Daniel 4:14
Translations
King James Version (KJV)
He cried aloud, and said thus, Hew down the tree, and cut off his branches, shake off his leaves, and scatter his fruit: let the beasts get away from under it, and the fowls from his branches:
American King James Version (AKJV)
He cried aloud, and said thus, Hew down the tree, and cut off his branches, shake off his leaves, and scatter his fruit: let the beasts get away from under it, and the fowls from his branches:
American Standard Version (ASV)
He cried aloud, and said thus, Hew down the tree, and cut off its branches, shake off its leaves, and scatter its fruit: let the beasts get away from under it, and the fowls from its branches.
Basic English Translation (BBE)
Crying out with a loud voice; and this is what he said: Let the tree be cut down and its branches broken off; let its leaves be taken off and its fruit sent in every direction: let the beasts get away from under it and the birds from its branches:
Webster's Revision
He cried aloud, and said thus, Hew down the tree, and cut off its branches, shake off its leaves, and scatter its fruit: let the beasts escape from under it, and the fowls from its branches.
World English Bible
He cried aloud, and said thus, Cut down the tree, and cut off its branches, shake off its leaves, and scatter its fruit: let the animals get away from under it, and the fowls from its branches.
English Revised Version (ERV)
He cried aloud, and said thus, Hew down the tree, and cut off his branches, shake off his leaves, and scatter his fruit: let the beasts get away from under it, and the fowls from his branches.

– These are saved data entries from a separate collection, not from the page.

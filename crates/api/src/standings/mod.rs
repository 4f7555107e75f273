//! Standings engine: turns recorded match and tie outcomes into ranked division tables.
//!
//! Everything in here is synchronous and free of I/O. Callers fetch a snapshot of rows
//! from the store, convert them into the record types below and hand them in.

pub mod aggregate;
pub mod columns;
pub mod division;
pub mod error;
pub mod medals;
pub mod ranking;
pub mod record;
pub mod scope;
pub mod tie;

pub use aggregate::{aggregate, CachedStanding, Contributes, Contribution, DivisionStanding, DivisionTotals};
pub use columns::{ColumnKind, ColumnLayouts, TableColumn};
pub use division::{DivisionInfo, DivisionSet};
pub use error::ValidationError;
pub use medals::{medal_table, CategoryWeights, MedalWeights};
pub use ranking::{league_order, medal_order, rank_league, rank_medals, RankedStanding};
pub use record::{derive_points, validate_match, DerivedPoints, MatchRecord, MatchResult};
pub use scope::{EventCategory, EventInfo, ScopeFilter, StandingsScope};
pub use tie::{resolve_tie, InconsistentTie, TieGameRecord, TieResolution, TieResult, TieSide};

Definitions for Daniel 4:14
Clarke's Daniel 4:14 Bible Commentary
Hew down the tree - As the tree was to be cut down, the beasts are commanded to flee away from under his branches. His courtiers, officers, etc., all abandoned him as soon as his insanity appeared; but he soon fled from the society of men.
Barnes's Daniel 4:14 Bible Commentary
He cried aloud - Margin, as in the Chaldee, "with might." That is, he cried with a strong voice.
Hew down the tree - This command does not appear to have been addressed to any particular ones who were to execute the commission, but it is a strong and significant way of saying that it would certainly be done. Or possibly the command may be understood as addressed to his fellow-watchers Daniel 4:17, or to orders of angels over whom this one presided.
And cut off his branches ... - The idea here, and in the subsequent part of the verse, is, that the tree was to be utterly cut up, and all its glory and beauty destroyed. It was first to be felled, and then its limbs chopped off, and then these were to be stripped of their foliage, and then the fruit which it bore was to be scattered. All this was strikingly significant, as applied to the monarch, of some awful calamity that was to occur to him after he should have been brought down from his throne. A process of humiliation and desolation was to continue, as if the tree, when cut down, were not suffered to lie quietly in its grandeur upon the earth. "Let the beasts get away," etc. That is, it shall cease to afford a shade to the beasts and a home to the fowls. The purposes which it had answered in the days of its glory will come to an end.